Here are the five skills I believe you need to acquire and develop in 2025.
Focus
Focus is your ability to dedicate undistracted time to one task that will grow your business.
When we ask the most successful gym owners in Two-Brain how they made swift progress, they often say, “I just do what my mentor tells me.”
Gym owners who are struggling often say stuff like this when they receive instructions:
- “I don’t have time for that.”
- “I’m too busy.”
- “I’ve got to do something else first.”
The focused owners progress 4.5 times faster than anybody else because they can get the work done. They don’t dawdle, chase shiny objects or hit “pause.”
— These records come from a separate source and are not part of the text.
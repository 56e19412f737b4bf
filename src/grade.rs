//! Grading Engine: submitted answers against a persisted quiz.
//!
//! Grading is pure and deterministic. Correctness is exact string equality
//! after trimming leading and trailing whitespace on both sides; there is
//! no case folding and no numeric or synonym normalization, so `" Paris "`
//! matches `"Paris"` but `"paris"` does not. Answers referencing question
//! ids not present in the quiz are skipped silently.
//!
//! The engine also decides whether this submission warrants a wrong-answer
//! note. Remediation quizzes never spawn notes, which keeps remediation
//! from chaining onto itself.

use crate::model::{Quiz, QuizResultDraft, UserAnswer, WrongAnswerItem};
use serde::{Deserialize, Serialize};
use tracing::debug;
use uuid::Uuid;

/// One answer in a submission, matched to a question by id.
#[derive(Debug, Clone, PartialEq, Eq, Serialize, Deserialize)]
#[serde(rename_all = "camelCase")]
pub struct SubmittedAnswer {
    pub question_id: Uuid,
    pub selected_answer: String,
}

/// The graded outcome of one submission, before persistence.
#[derive(Debug, Clone, PartialEq, Eq)]
pub struct GradedSubmission {
    pub result: QuizResultDraft,
    /// Snapshots of every incorrectly answered question.
    pub wrong_items: Vec<WrongAnswerItem>,
    /// Whether a wrong-answer note should be recorded for this result.
    pub needs_note: bool,
}

/// Grade a submission. Score is the rounded percentage of quiz questions
/// answered correctly; a zero-question quiz scores 0.
pub fn grade(quiz: &Quiz, answers: &[SubmittedAnswer]) -> GradedSubmission {
    let total = quiz.questions.len();
    let mut rows: Vec<UserAnswer> = Vec::with_capacity(answers.len());
    let mut wrong_items: Vec<WrongAnswerItem> = Vec::new();

    for submitted in answers {
        let Some(question) = quiz.find_question(submitted.question_id) else {
            debug!(
                "Skipping answer for question {} not in this quiz",
                submitted.question_id
            );
            continue;
        };

        let is_correct = submitted.selected_answer.trim() == question.answer.trim();
        rows.push(UserAnswer {
            question_id: question.id,
            selected_answer: submitted.selected_answer.clone(),
            is_correct,
        });

        if !is_correct {
            wrong_items.push(WrongAnswerItem {
                question_id: question.id,
                question_text: question.text.clone(),
                user_answer: submitted.selected_answer.clone(),
                correct_answer: question.answer.clone(),
                explanation: question.explanation.clone(),
                source_context: question.source_context.clone(),
                page: 0,
            });
        }
    }

    let correct = rows.iter().filter(|r| r.is_correct).count();
    let score = if total == 0 {
        0
    } else {
        (correct as f64 / total as f64 * 100.0).round() as u8
    };

    let needs_note = !wrong_items.is_empty() && !quiz.is_regenerated;

    GradedSubmission {
        result: QuizResultDraft {
            quiz_id: quiz.id,
            score,
            total_questions: total,
            correct_questions: correct,
            answers: rows,
        },
        wrong_items,
        needs_note,
    }
}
And I know you have focus: You work out regularly, right? So you have the ability to do the work when it suits you. Now you need to learn how to do this when the barbell is in the rack and your mentor told you to practice closing sales.
Focus is a critical skill. It’s so critical that I’ll give you permission to click out of this blog right now to get the “focus manual” I created this year: “The Golden Hour.” Read that short book and use it to focus for just one hour every single day.
If you do, your business will grow—fast.
Objective Reflection
This is the ability to honestly evaluate your performance without bias or defensiveness.
Example: A gym owner notices her ads aren’t working. Instead of saying “Facebook sucks. I only get cold leads,” she analyzes the funnel, reviews the data and takes clear steps to improve the numbers.
Data is key to objective reflection. Numbers don’t have emotions, so rely on them instead of your feelings.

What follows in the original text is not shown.